On 18 August, the Supreme Tribunal additionally intervened in the far-left party Tupamaro, giving the party directive to an ad hoc board to use the seats, name, electoral card, symbols and electoral emblems of the party. The intervention took place after the party announced an electoral alliance without the United Socialist Party of Venezuela (PSUV). On 21 August, the Supreme Tribunal did the same with the left-wing party Fatherland for All, which also announced an electoral alliance without the PSUV; the high court also intervened in the Red Flag and Compromiso País parties, handing over the party to an ad hoc board.

After Henrique Capriles encouraged participation in the elections, the Supreme Tribunal reverted the intervention of the Justice First party, stripping the directive board from José Brito. Justice First ratified after the sentence that they would not participate in the elections.

=== Violence ===
On 10 August, colectivos took over with sticks, bottles and tear gas the two main seats in Caracas - in La Florida and in El Paraíso. At least four journalists were injured during the events.

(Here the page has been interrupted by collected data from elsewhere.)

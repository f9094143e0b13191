//! Text-in, optional-fields-out derivations for a single results row.
//!
//! None of these fail: a field that cannot be found is simply absent.

use gradq_core::{Decision, Nationality};
use once_cell::sync::Lazy;
use regex::Regex;

static RESULT_HREF: Lazy<Regex> = Lazy::new(|| Regex::new(r"/result/\d+").expect("static regex"));
static REPORT_SUFFIX: Lazy<Regex> = Lazy::new(|| Regex::new(r"Report$").expect("static regex"));
static DECISION: Lazy<Regex> =
    Lazy::new(|| Regex::new(r"(?i)(Accepted|Rejected|Wait listed|Interview)").expect("static regex"));
static DECISION_DATE: Lazy<Regex> = Lazy::new(|| Regex::new(r"(?i)on\s*(.*)").expect("static regex"));
static GPA: Lazy<Regex> = Lazy::new(|| Regex::new(r"(?i)GPA\s*([\d.]+)").expect("static regex"));
static GRE_QUANT: Lazy<Regex> = Lazy::new(|| Regex::new(r"(?i)GRE\s*(\d+)").expect("static regex"));
static GRE_VERBAL: Lazy<Regex> = Lazy::new(|| Regex::new(r"(?i)GRE V\s*(\d+)").expect("static regex"));
static GRE_AW: Lazy<Regex> = Lazy::new(|| Regex::new(r"(?i)GRE AW\s*([\d.]+)").expect("static regex"));
static TERM: Lazy<Regex> =
    Lazy::new(|| Regex::new(r"(?i)(Fall|Spring|Summer|Winter)\s*(\d{4})").expect("static regex"));

/// Institution cell text minus the trailing "Report" button label.
pub fn institution_name(cell_text: &str) -> String {
    REPORT_SUFFIX.replace(cell_text, "").trim().to_string()
}

/// Decision status and the free-text date following "on", if any.
pub fn parse_decision(text: &str) -> (Decision, Option<String>) {
    let decision = DECISION
        .captures(text)
        .and_then(|c| c.get(1))
        .map(|m| Decision::from_label(m.as_str()))
        .unwrap_or(Decision::Unknown);
    let date = DECISION_DATE
        .captures(text)
        .and_then(|c| c.get(1))
        .map(|m| m.as_str().to_string());
    (decision, date)
}

pub fn is_result_href(href: &str) -> bool {
    RESULT_HREF.is_match(href)
}

/// Root-relative result paths are anchored to the site origin; anything else is kept as-is.
pub fn absolutize_result_href(origin: &str, href: &str) -> String {
    if href.starts_with('/') {
        format!("{}{}", origin.trim_end_matches('/'), href)
    } else {
        href.to_string()
    }
}

#[derive(Debug, Clone, Default, PartialEq)]
pub struct ApplicantStats {
    pub gpa: Option<f64>,
    pub gre_quant: Option<f64>,
    pub gre_verbal: Option<f64>,
    pub gre_aw: Option<f64>,
    pub term: Option<String>,
    pub nationality: Option<Nationality>,
}

/// Best-effort metric search over the concatenated text of a row and its neighbours.
pub fn parse_stats(text: &str) -> ApplicantStats {
    let nationality = if text.contains("International") {
        Some(Nationality::International)
    } else if text.contains("American") {
        Some(Nationality::American)
    } else {
        None
    };

    let term = TERM
        .captures(text)
        .map(|c| format!("{} {}", &c[1], &c[2]));

    ApplicantStats {
        gpa: first_number(&GPA, text),
        gre_quant: first_number(&GRE_QUANT, text),
        gre_verbal: first_number(&GRE_VERBAL, text),
        gre_aw: first_number(&GRE_AW, text),
        term,
        nationality,
    }
}

fn first_number(re: &Regex, text: &str) -> Option<f64> {
    re.captures(text)
        .and_then(|c| c.get(1))
        .and_then(|m| m.as_str().parse::<f64>().ok())
}

#[cfg(test)]
mod tests {
    use super::*;

    #[test]
    fn institution_drops_report_suffix_only_at_end() {
        assert_eq!(institution_name("Stanford UniversityReport"), "Stanford University");
        assert_eq!(institution_name("  MIT Report "), "MIT Report");
        assert_eq!(institution_name("Report Card CollegeReport"), "Report Card College");
    }

    #[test]
    fn decision_and_date_are_split() {
        assert_eq!(
            parse_decision("Accepted on 28 Feb"),
            (Decision::Accepted, Some("28 Feb".to_string()))
        );
        assert_eq!(
            parse_decision("WAIT LISTED ON 3 Mar"),
            (Decision::WaitListed, Some("3 Mar".to_string()))
        );
        assert_eq!(parse_decision("Interview"), (Decision::Interview, None));
        assert_eq!(parse_decision("Other"), (Decision::Unknown, None));
    }

    #[test]
    fn decision_date_follows_first_on_match() {
        assert_eq!(
            parse_decision("Rejected via portal on 1 Apr").1,
            Some("1 Apr".to_string())
        );
        // not word-bounded
        assert_eq!(
            parse_decision("Accepted second round").1,
            Some("d round".to_string())
        );
        assert_eq!(parse_decision("Accepted on").1, Some(String::new()));
    }

    #[test]
    fn result_hrefs_are_recognised_and_absolutized() {
        assert!(is_result_href("/result/12345"));
        assert!(is_result_href("https://www.thegradcafe.com/result/7"));
        assert!(!is_result_href("/result/abc"));
        assert!(!is_result_href("/survey/?q=MIT"));

        assert_eq!(
            absolutize_result_href("https://www.thegradcafe.com/", "/result/5"),
            "https://www.thegradcafe.com/result/5"
        );
        assert_eq!(
            absolutize_result_href("https://www.thegradcafe.com", "https://mirror.example/result/5"),
            "https://mirror.example/result/5"
        );
    }

    #[test]
    fn stats_are_pulled_from_free_text() {
        let stats = parse_stats("Fall 2026 International GPA 3.91 GRE 331 GRE V 162 GRE AW 4.5");
        assert_eq!(
            stats,
            ApplicantStats {
                gpa: Some(3.91),
                gre_quant: Some(331.0),
                gre_verbal: Some(162.0),
                gre_aw: Some(4.5),
                term: Some("Fall 2026".to_string()),
                nationality: Some(Nationality::International),
            }
        );
    }

    #[test]
    fn international_wins_when_both_labels_appear() {
        let stats = parse_stats("American International");
        assert_eq!(stats.nationality, Some(Nationality::International));
    }

    #[test]
    fn missing_and_unparsable_stats_stay_absent() {
        assert_eq!(parse_stats("no metrics here"), ApplicantStats::default());
        let stats = parse_stats("GPA ... GRE V 150");
        assert_eq!(stats.gpa, None);
        assert_eq!(stats.gre_quant, None);
        assert_eq!(stats.gre_verbal, Some(150.0));
    }
}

After the Communist Party of Venezuela (PCV) announced their separation from the pro-government coalition Great Patriotic Pole, along with other parties such as Fatherland for All, and a new platform named "Revolutionary Popular Alternative," the PCV denounced the presence of Bolivarian Intelligence Service officials in their headquarters in Puerto Cabello, in Carabobo.

=== Opposition boycott ===
The opposition parties that make up the opposition coalition Democratic Unity Roundtable agreed unanimously to not participate in the election, citing irregularities complaints during the planning of the process and arguing that it was likely they would be fraudulent. Twenty-seven political parties signed the agreement, including the four largest opposition parties Popular Will, Justice First, Democratic Action and A New Era.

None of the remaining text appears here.